Argonaut Insurance v. Burkhart

Deen, Presiding Judge,

concurring specially on rehearing.

1. I am concerned over this case because it points up a distinct hiatus in workmen’s compensation law. Code § 114-709 deals with hearings on change of condition, which this is not. In Williamson v. Gulf Ins. Co., 137 Ga. App. 79 (222 SE2d 885), we held that a mistake as to amount of wages in the original approved agreement could be corrected where a 709 hearing was proper. Here we have exactly the same situation except that the claimant is permanently disabled and therefore there is no change of condition. Had it been otherwise, the finding of mistake by the administrative law judge would undoubtedly have been affirmed. It is my personal opinion that such situations were intended to be taken care of by the first sentence of Code Ann. § 114-706 referring to requests for hearing upon a disagreement arising after the approval of an agreement, but unfortunately such an interpretation was wiped out by the judicial requirement that 706 and 709 cases be construed in pari materia. Arnold v. Indem. Ins. Co., 94 Ga. App. 493 (4) (95 SE2d 29). We have thus reached an impasse where the board may correct a mistake in an approved agreement as to the amount of average weekly wage if the claimant is temporarily disabled and goes back to work, but not if he is permanently disabled and cannot do so.

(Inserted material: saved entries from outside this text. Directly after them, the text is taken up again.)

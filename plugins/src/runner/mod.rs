//! Child-process tasks: spawn a tool, pump its output into the parser, judge the exit.

mod io_pump;
mod ring;
mod tool;

pub use io_pump::{pump, LineStream, LineTap};
pub use ring::RingBytes;
pub use tool::{ToolSpec, ToolTask};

2. I also take most seriously the contention that this claimant was a minor at the time of the hiring, the injury, and the agreement to pay compensation, along with other alleged facts such as that the accident he sustained so injured his spinal cord that he has lost the use of his lower extremities and will remain a paraplegic for the rest of his life. Assuming that the agreement for payment of compensation was prepared by the employer and presented to him for signature shortly after the injury when he was awaiting an operation and was probably sedated, and assuming but not deciding that the average *298weekly wage typed into such agreement was in error, as the administrative law judge found, the decision here represents a failure of justice. The contracts of infants are usually voidable. Code § 20-201. Under the provisions of Code §§ 114-307 and 114-420 it is clearly the intent of compensation law to have the infant protected by a guardian, guardian ad litem, or trustee, none of which occurred in this case. I would therefore assume his remedy lies under Code § 81A-160 (e).